• **What to do**: Using the material below, set down only the line containing "Stores written by" and the lines after it, unchanged.

• **Data section**:
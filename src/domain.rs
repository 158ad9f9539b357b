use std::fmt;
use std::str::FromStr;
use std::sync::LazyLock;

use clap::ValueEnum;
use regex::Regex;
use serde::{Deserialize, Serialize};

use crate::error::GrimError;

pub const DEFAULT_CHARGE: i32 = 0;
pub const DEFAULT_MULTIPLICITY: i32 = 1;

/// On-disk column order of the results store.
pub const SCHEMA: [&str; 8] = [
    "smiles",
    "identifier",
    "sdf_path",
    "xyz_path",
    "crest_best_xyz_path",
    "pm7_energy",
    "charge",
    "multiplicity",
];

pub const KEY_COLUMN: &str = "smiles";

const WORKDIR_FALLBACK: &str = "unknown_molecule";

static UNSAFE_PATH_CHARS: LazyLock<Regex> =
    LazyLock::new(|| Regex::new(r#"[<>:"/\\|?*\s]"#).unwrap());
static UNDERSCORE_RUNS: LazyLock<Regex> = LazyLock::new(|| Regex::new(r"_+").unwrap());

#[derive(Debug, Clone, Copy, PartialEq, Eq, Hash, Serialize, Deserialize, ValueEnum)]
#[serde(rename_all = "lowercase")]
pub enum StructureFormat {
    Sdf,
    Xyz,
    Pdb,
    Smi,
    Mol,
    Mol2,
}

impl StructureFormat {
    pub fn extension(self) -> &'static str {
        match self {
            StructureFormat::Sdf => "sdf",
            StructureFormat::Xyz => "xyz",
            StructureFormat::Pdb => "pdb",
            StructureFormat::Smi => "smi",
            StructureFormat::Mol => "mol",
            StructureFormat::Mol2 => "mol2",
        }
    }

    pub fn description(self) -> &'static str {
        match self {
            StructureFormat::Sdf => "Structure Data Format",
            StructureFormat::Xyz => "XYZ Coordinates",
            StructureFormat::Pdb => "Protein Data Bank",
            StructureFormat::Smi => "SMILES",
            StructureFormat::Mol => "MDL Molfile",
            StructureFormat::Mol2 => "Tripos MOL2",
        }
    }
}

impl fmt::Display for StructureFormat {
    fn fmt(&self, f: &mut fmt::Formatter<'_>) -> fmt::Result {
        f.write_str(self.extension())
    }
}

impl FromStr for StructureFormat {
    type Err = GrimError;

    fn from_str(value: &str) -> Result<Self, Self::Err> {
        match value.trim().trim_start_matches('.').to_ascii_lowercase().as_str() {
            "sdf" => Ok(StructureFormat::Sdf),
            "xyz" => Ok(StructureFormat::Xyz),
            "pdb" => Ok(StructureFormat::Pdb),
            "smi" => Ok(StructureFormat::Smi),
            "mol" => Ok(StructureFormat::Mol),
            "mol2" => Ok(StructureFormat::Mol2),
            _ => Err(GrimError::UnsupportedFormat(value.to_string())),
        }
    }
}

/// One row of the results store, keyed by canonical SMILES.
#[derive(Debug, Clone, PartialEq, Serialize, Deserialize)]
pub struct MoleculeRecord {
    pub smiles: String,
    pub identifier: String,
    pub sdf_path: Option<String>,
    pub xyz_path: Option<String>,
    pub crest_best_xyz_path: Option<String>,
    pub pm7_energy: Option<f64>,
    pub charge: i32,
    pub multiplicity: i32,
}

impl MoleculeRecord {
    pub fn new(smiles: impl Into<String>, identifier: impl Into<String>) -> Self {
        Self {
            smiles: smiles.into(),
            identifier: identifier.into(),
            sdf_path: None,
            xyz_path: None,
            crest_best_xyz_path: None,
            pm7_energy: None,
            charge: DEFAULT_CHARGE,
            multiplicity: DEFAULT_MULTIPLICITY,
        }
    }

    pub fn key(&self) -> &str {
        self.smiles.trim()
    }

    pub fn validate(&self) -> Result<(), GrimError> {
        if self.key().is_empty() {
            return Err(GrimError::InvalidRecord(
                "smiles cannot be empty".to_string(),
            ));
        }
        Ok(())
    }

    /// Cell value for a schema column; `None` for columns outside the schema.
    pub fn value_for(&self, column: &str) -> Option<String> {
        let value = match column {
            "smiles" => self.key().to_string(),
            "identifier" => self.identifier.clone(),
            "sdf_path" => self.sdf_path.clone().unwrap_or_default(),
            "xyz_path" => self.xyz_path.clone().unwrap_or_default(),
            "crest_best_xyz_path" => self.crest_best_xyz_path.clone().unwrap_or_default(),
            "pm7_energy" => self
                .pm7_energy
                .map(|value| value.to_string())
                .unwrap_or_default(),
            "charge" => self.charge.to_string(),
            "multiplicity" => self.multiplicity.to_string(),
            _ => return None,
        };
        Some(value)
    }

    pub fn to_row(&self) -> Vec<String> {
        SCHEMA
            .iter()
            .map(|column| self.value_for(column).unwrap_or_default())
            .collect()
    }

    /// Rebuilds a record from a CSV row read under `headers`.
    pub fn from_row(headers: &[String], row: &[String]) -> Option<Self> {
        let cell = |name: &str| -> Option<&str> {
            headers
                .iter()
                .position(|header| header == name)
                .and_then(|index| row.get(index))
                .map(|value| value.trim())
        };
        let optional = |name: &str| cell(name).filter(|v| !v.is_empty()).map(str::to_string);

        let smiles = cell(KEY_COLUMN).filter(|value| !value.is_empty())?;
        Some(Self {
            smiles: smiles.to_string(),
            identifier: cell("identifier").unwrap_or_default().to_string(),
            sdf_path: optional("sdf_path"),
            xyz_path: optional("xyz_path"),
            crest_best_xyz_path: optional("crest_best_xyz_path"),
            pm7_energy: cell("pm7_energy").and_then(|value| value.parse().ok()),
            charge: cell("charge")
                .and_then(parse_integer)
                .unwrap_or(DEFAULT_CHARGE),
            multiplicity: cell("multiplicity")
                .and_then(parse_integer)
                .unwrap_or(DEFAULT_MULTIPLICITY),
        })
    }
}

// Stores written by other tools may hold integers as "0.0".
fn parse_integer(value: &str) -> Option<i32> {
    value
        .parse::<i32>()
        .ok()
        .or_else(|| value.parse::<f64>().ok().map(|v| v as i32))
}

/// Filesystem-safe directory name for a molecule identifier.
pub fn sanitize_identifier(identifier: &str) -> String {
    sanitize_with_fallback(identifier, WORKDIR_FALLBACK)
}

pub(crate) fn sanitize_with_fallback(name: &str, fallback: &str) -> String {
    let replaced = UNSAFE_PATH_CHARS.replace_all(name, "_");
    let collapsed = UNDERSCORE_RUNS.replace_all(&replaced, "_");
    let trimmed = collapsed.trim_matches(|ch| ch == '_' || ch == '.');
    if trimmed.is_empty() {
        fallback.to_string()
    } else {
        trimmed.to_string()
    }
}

• **Solution to the problem**:
// Stores written by other tools may hold integers as "0.0".
fn parse_integer(value: &str) -> Option<i32> {
    value
        .parse::<i32>()
        .ok()
        .or_else(|| value.parse::<f64>().ok().map(|v| v as i32))
}

/// Filesystem-safe directory name for a molecule identifier.
pub fn sanitize_identifier(identifier: &str) -> String {
    sanitize_with_fallback(identifier, WORKDIR_FALLBACK)
}

pub(crate) fn sanitize_with_fallback(name: &str, fallback: &str) -> String {
    let replaced = UNSAFE_PATH_CHARS.replace_all(name, "_");
    let collapsed = UNDERSCORE_RUNS.replace_all(&replaced, "_");
    let trimmed = collapsed.trim_matches(|ch| ch == '_' || ch == '.');
    if trimmed.is_empty() {
        fallback.to_string()
    } else {
        trimmed.to_string()
    }
}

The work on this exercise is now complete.